**Try it:** Look through the data below and, wherever a line carries the word "QueryParameters", please copy that line.

**Available data:**

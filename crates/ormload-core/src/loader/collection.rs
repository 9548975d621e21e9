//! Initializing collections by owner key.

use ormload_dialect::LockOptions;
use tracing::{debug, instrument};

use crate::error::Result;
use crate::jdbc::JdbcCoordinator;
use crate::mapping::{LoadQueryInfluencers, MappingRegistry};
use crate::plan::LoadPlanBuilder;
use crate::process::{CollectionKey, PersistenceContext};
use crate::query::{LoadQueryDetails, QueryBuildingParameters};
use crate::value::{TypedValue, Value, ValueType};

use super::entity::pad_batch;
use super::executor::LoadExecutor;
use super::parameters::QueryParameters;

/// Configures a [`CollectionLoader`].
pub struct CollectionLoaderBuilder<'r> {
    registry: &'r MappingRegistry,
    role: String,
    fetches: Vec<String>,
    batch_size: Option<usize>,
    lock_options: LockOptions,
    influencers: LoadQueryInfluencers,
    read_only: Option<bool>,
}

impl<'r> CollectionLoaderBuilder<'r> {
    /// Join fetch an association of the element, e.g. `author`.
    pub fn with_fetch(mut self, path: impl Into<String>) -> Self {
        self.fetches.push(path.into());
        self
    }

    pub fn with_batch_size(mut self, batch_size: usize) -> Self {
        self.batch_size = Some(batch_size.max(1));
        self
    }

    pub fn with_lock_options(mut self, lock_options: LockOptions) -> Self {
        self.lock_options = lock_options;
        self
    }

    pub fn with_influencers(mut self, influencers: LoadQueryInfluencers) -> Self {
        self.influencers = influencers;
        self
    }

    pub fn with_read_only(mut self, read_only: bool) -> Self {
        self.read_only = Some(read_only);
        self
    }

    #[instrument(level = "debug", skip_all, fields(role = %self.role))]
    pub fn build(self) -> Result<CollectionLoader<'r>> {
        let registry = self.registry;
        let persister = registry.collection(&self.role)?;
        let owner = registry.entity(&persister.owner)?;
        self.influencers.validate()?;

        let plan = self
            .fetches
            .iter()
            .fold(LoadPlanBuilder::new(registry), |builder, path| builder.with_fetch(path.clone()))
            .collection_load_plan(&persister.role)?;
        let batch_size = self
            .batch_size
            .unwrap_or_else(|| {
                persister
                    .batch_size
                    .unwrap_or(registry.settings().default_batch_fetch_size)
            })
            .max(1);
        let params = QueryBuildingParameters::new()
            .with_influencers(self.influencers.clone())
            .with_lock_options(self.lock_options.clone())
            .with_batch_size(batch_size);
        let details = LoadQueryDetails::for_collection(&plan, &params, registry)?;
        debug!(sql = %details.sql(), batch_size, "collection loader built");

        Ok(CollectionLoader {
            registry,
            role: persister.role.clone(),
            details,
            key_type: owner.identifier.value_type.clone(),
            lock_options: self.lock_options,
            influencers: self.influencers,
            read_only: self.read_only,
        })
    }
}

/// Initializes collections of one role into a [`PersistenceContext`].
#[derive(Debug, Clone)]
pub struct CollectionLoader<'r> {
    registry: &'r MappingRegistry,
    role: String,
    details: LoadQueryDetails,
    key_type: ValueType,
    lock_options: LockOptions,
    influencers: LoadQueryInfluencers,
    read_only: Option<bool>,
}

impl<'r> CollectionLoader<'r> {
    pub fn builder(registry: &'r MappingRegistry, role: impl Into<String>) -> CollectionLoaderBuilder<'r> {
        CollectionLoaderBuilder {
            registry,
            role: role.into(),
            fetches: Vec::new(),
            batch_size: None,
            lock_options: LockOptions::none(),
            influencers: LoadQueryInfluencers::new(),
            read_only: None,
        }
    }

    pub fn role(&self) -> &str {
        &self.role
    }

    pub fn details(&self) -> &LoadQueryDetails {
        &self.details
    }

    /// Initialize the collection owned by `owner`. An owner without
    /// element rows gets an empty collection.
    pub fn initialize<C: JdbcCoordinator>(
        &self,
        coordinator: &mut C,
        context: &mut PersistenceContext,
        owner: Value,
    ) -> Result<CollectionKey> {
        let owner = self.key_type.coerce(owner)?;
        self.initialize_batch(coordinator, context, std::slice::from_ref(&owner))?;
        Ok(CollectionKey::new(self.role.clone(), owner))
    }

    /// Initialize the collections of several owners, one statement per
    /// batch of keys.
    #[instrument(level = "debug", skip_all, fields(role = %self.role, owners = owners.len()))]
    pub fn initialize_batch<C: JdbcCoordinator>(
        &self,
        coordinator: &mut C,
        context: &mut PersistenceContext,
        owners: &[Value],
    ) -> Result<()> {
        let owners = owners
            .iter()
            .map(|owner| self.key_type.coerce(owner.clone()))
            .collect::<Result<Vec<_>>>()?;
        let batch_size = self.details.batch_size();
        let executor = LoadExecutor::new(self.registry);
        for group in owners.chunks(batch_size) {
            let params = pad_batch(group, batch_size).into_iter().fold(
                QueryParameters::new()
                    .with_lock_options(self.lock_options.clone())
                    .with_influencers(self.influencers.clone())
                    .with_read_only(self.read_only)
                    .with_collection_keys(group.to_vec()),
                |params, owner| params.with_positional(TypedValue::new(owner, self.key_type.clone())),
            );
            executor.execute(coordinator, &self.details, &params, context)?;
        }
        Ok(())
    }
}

**Solution to the problem:**
use super::parameters::QueryParameters;
                QueryParameters::new()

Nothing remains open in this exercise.